The Anonymous guide to the Syrian Revolution.

“In a time of universal deceit, telling the truth becomes a revolutionary act.” – George Orwell

Hello citizens of the world, we are Anonymous.
For three years we have witnessed the slaughter and pain across Syria inflicted by the brutal Assad regime. It has come to our attention that although there is an abundant amount of information available many outside of Syria refuse to see it or acknowledge it’s existence. Among the people who knowingly deceive the world with lies are certain entities such as @Anon_Central and the dozen Anons hiding within this shared account and it’s edgy “anti-imperialist” following. For this reason we are releasing this guide to help you the ordinary citzen understand the Syrian revolution and what it truly is. You are free to stand against intervention, not the Truth.

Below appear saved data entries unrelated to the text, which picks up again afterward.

// ABOUTME: OAuth commands for tulen-cli
// ABOUTME: Handles connect, status and disconnect for each platform
//
// SPDX-License-Identifier: MIT OR Apache-2.0
// Copyright (c) 2025 Pierre Fitness Intelligence

use anyhow::{bail, Result};
use tokio::io::{self, AsyncBufReadExt, BufReader};
use tracing::info;
use tulen_reporting::models::Platform;
use tulen_reporting::oauth::{CallbackParams, TokenManager};

use crate::helpers::display::{display_authorization_prompt, display_connected, display_status};

/// Authorize `platform` interactively
pub async fn connect(tokens: &TokenManager, platform: Platform) -> Result<()> {
    let request = tokens.begin_authorization(platform)?;
    display_authorization_prompt(&request);

    let mut line = String::new();
    BufReader::new(io::stdin()).read_line(&mut line).await?;
    if line.trim().is_empty() {
        bail!("no redirect URL entered");
    }

    let params = CallbackParams::from_redirect_url(&line);
    let record = tokens.complete_authorization(platform, &params).await?;
    info!(platform = %platform, "platform connected");
    display_connected(&record);
    Ok(())
}

/// Print every platform's connection state
pub async fn status(tokens: &TokenManager) -> Result<()> {
    let states = tokens.connection_status().await?;
    display_status(&states, &tokens.configured_platforms());
    Ok(())
}

/// Forget `platform`'s tokens
pub async fn disconnect(tokens: &TokenManager, platform: Platform) -> Result<()> {
    tokens.clear_tokens(platform).await?;
    println!("{} disconnected", platform.display_name());
    Ok(())
}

How/why the uprising/revolution began

Influenced by the Arab Spring that swept the Middle East in 2011, anti-regime protests broke out in the southern province of Dar’a in March 2011 after a group of schoolboys who scrawled anti-government graffiti on walls; were jailed without trial for several days and subsequently released with major signs of torture; This sparked Peaceful Protests calling for the repeal of the restrictive Emergency Law allowing arrests without charge, the legalization of political parties, and the removal of corrupt local officials. Since then peaceful demonstrations and unrest have spread to nearly every city in Syria. Eventhough the Assad Regime has responded to unrest with a mix of concessions – including the repeal of the ‘Emergency Law’ and approving new laws which permit new political parties and liberalizing local and national elections – granted for every act of good will broadcasted by the Assad regime it’s brutal mass arrest campaign against activists and use of force (Lethal & Non-Lethal) of peaceful demonstrations overshadowed any and all reform proposed by the regime. Understandably, the regime’s response failed to meet opposition demands for President Assad to step down, and the regime’s ongoing security operations to quell unrest and widespread armed opposition activity have led to an all out war between government forces and opposition.

Who is the Assad Regime?
Leader: Bashar Al’Assad, ie: Duck, Giraffe, Lion
Brutal 40 year old Dictatorship
Alliances: Iran, Hezbollah, Russia, China

Who are the FSA?
FSA is short for Free Syrian Army
Who are they?: Syrian nationals made up of former SAA defectors and ordinary citizens.
Alliances: US, , West, Qatar, KSA, 3rd party radicals

Who are the radicals involved in this conflict?
Al-Qaeda & branch offs, Hezbollah.

Are all Syrian Rebels Radical Islamist/Jihadist?
No, The Syrian conflict began as a secular revolt against autocracy. Yet as the conflict protracts, a radical Islamist dynamic has emerged within the opposition. There is a significant jihadist presence inside Syria, and this presence within the opposition galvanizes Assad???s support base. Assad has used the threat of jihadists within the opposition to build support for the regime; It has also served to discourage middle and upper class Sunnis from joining the opposition. Externally, Russian and Iranian leadership have consistently pointed to the presence of radical Islamist as a critical rationale for their support of the Assad regime. While U.S. and E.U. leadership have pointed to the presence of radical islamists as a critical rationale for not arming the opposition. Compared to uprisings in Libya, Egypt and Tunisia, the opposition in Syria faces a much greater threat of jihadist infiltration. Many jihadi elements now operating in Syria are already familiar with the terrain, having been sponsored and allowed to roam within Syria by the Assad regime for over 30 years. Most notable was this alliance during the Iraq / American war; where it was reported many insurgents & arms were surfacing from towns along the Syria/Iraq border. These same jihadi extremists turned against their former regime allies in 2011 and are now cooperating with local jihadists. Note: Moderate political Islam is not incompatible with democracy. However, ultraconservative Sunni Islamists, known as Salafists, envision a new world order modeled on early Islam that poses a significant threat to both democracy and the notion of statehood. Salafi-jihadists are those who commit to violent means to bring about the Salafi vision regardless of what the rest of the opposition may have in mind.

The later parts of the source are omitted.